> WHAT TO DO: If a line in the entries below includes "server", pick it out and copy it.

> DATA:
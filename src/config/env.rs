use std::env;
use std::str::FromStr;

use super::ConverseConfig;
use crate::core::turn::TurnStrategyKind;

/// Read a variable, treating empty values as unset.
fn env_string(name: &str) -> Option<String> {
    env::var(name).ok().filter(|v| !v.trim().is_empty())
}

/// Read and parse a variable.
fn env_parse<T>(name: &str) -> Result<Option<T>, String>
where
    T: FromStr,
    T::Err: std::fmt::Display,
{
    match env_string(name) {
        Some(raw) => raw
            .trim()
            .parse::<T>()
            .map(Some)
            .map_err(|e| format!("Invalid value for {name}: '{raw}' ({e})")),
        None => Ok(None),
    }
}

/// Build a configuration from defaults and environment variables.
///
/// Recognized variables:
/// - `CONVERSE_ENDPOINT_URL`
/// - `CONVERSE_AUTH_TOKEN`
/// - `CONVERSE_SAMPLE_RATE`
/// - `CONVERSE_CHUNK_INTERVAL_MS`
/// - `CONVERSE_TURN_STRATEGY` (`local` or `server`)
/// - `CONVERSE_SILENCE_THRESHOLD_MS`
/// - `CONVERSE_MIN_SPEECH_MS`
/// - `CONVERSE_INPUT_DEVICE`
pub fn load_from_env() -> Result<ConverseConfig, Box<dyn std::error::Error>> {
    let mut config = ConverseConfig::default();

    if let Some(url) = env_string("CONVERSE_ENDPOINT_URL") {
        config.endpoint.url = url;
    }
    if let Some(token) = env_string("CONVERSE_AUTH_TOKEN") {
        config.endpoint.auth_token = Some(token);
    }
    if let Some(rate) = env_parse::<u32>("CONVERSE_SAMPLE_RATE")? {
        config.audio.sample_rate = rate;
    }
    if let Some(interval) = env_parse::<u32>("CONVERSE_CHUNK_INTERVAL_MS")? {
        config.audio.chunk_interval_ms = interval;
    }
    if let Some(strategy) = env_string("CONVERSE_TURN_STRATEGY") {
        config.turn_detection.strategy = TurnStrategyKind::parse(&strategy).ok_or_else(|| {
            format!("Invalid value for CONVERSE_TURN_STRATEGY: '{strategy}' (expected local or server)")
        })?;
    }
    if let Some(silence) = env_parse::<u32>("CONVERSE_SILENCE_THRESHOLD_MS")? {
        config.turn_detection.silence_threshold_ms = silence;
    }
    if let Some(min_speech) = env_parse::<u32>("CONVERSE_MIN_SPEECH_MS")? {
        config.turn_detection.min_speech_ms = min_speech;
    }
    if let Some(device) = env_string("CONVERSE_INPUT_DEVICE") {
        config.audio.input_device = Some(device);
    }

    Ok(config)
}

> EXERCISE ANSWER:
/// - `CONVERSE_TURN_STRATEGY` (`local` or `server`)
            format!("Invalid value for CONVERSE_TURN_STRATEGY: '{strategy}' (expected local or server)")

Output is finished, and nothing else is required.